Not for any boycott reasons. Last night was the women’s long program and for years I have found Russian figure skaters to be mechanistic and boring.
But this is the first Olympics I haven’t been attracted to in its entirety. One old fart thing: I’m not excited by the vast increase in new “sports.” Most of these events look as if they arrived yesterday via surfer dude-type California youth who drop out of junior high school to follow their dreams into orthopedic hospitals.
What do teenagers know about death and neurological diagnoses?

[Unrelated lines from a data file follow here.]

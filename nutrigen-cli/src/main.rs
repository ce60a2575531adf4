//! NutriGen CLI -- generate recipes from ingredients and dietary goals.

use std::path::PathBuf;

use anyhow::Result;
use clap::{Parser, Subcommand};
use tracing_subscriber::EnvFilter;

mod cmd;

#[derive(Parser)]
#[command(
    name = "nutrigen",
    about = "NutriGen - recipe generation from ingredients and nutrition targets",
    version
)]
struct Cli {
    #[command(subcommand)]
    command: Commands,
}

#[derive(Subcommand)]
enum Commands {
    /// Generate a recipe from available ingredients.
    Generate {
        /// Comma-separated ingredient list (e.g. "chicken breast, broccoli, garlic").
        #[arg(short, long)]
        ingredients: String,

        /// Target calories (kcal), 200 to 2000.
        #[arg(long, default_value_t = 500)]
        calories: u32,

        /// Target protein (g), 0 to 200.
        #[arg(long, default_value_t = 30.0)]
        protein: f32,

        /// Target carbohydrates (g), 0 to 200.
        #[arg(long, default_value_t = 40.0)]
        carbs: f32,

        /// Target fat (g), 0 to 200.
        #[arg(long, default_value_t = 20.0)]
        fat: f32,

        /// Maximum tokens to generate.
        #[arg(long, default_value_t = 300)]
        max_length: usize,

        /// Sampling temperature.
        #[arg(long, default_value_t = 0.8)]
        temperature: f64,

        /// Top-k sampling cutoff.
        #[arg(long, default_value_t = 50)]
        top_k: usize,

        /// Directory holding the tokenizer and checkpoint artifacts.
        #[arg(long, default_value = "models")]
        models_dir: PathBuf,
    },
    /// Show the selected device and available backends.
    Info,
}

fn main() -> Result<()> {
    tracing_subscriber::fmt()
        .with_env_filter(
            EnvFilter::try_from_default_env().unwrap_or_else(|_| EnvFilter::new("info")),
        )
        .init();

    let cli = Cli::parse();

    match cli.command {
        Commands::Generate {
            ingredients,
            calories,
            protein,
            carbs,
            fat,
            max_length,
            temperature,
            top_k,
            models_dir,
        } => cmd::generate::execute(cmd::generate::Args {
            ingredients,
            calories,
            protein,
            carbs,
            fat,
            max_length,
            temperature,
            top_k,
            models_dir,
        }),
        Commands::Info => cmd::info::execute(),
    }
}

At first, these weird sports, performed on silly ice-covered constructions (only this year, when I thought about it, did I understand why the half pipe is called half pipe), had a kind of “Shit! That is nuts!” quality of interest. But they don’t anymore. How many upsidedown flips in the air can one observer take in without pondering, “What is the meaning of life?”
Moreover, the, uh, color commentators have, to put it kindly, a limited vocabulary. About 70 percent of their expressions are clichés. They are irritating. I spend more time yelling at the yammering than watching the moves. And who invented names for those moves? Names such as “eight-forty-seven twisted grab with gluten-free unbuttered toast!” (I made that one up. I think.)
I used to enjoy, I do not know why, watching straight-forward skiing. You know, people going 80 mph down an endless slope of twists and turns. What did I find compelling? Whatever it was, it no longer compels me.
What is left to me have been the figure skating events not entirely dominated by the Russians, so tonight I’ll watch the pair skaters, but without much enthusiasm. (Prediction: half of the women will fall on a triple throw, half of the men will fall on a side-by-side triple jump.)
What is interesting is how many American figure skaters have gone to top flight colleges, and how many wind up as physicians. Tenley Albright was the first I recall and today’s Karen Chen is on a med school track at Cornell.
A note to future Olympic committees, the NFL and NBC:
- You must consider cutting back on the crazy new “sports.” You have gone at least One Slippery Railing Too Far.
- Never again should Johnny Weir comment on ice dancing. He who, after one dance raved, “Never in my life have I ever seen a greater performance than that!!!!” Three words to Johnnie: Torvill and Dean.
- Never again should the Olympics be televised at the same time as the Super Bowl. Never.
- If the Olympic officialdom does not publish and maintain a clear, simple no-performance enhancing drugs policy and punishment, its grand venture into, well, whatever it thinks it’s doing will have as much credibility as the current Supreme Court of the United States.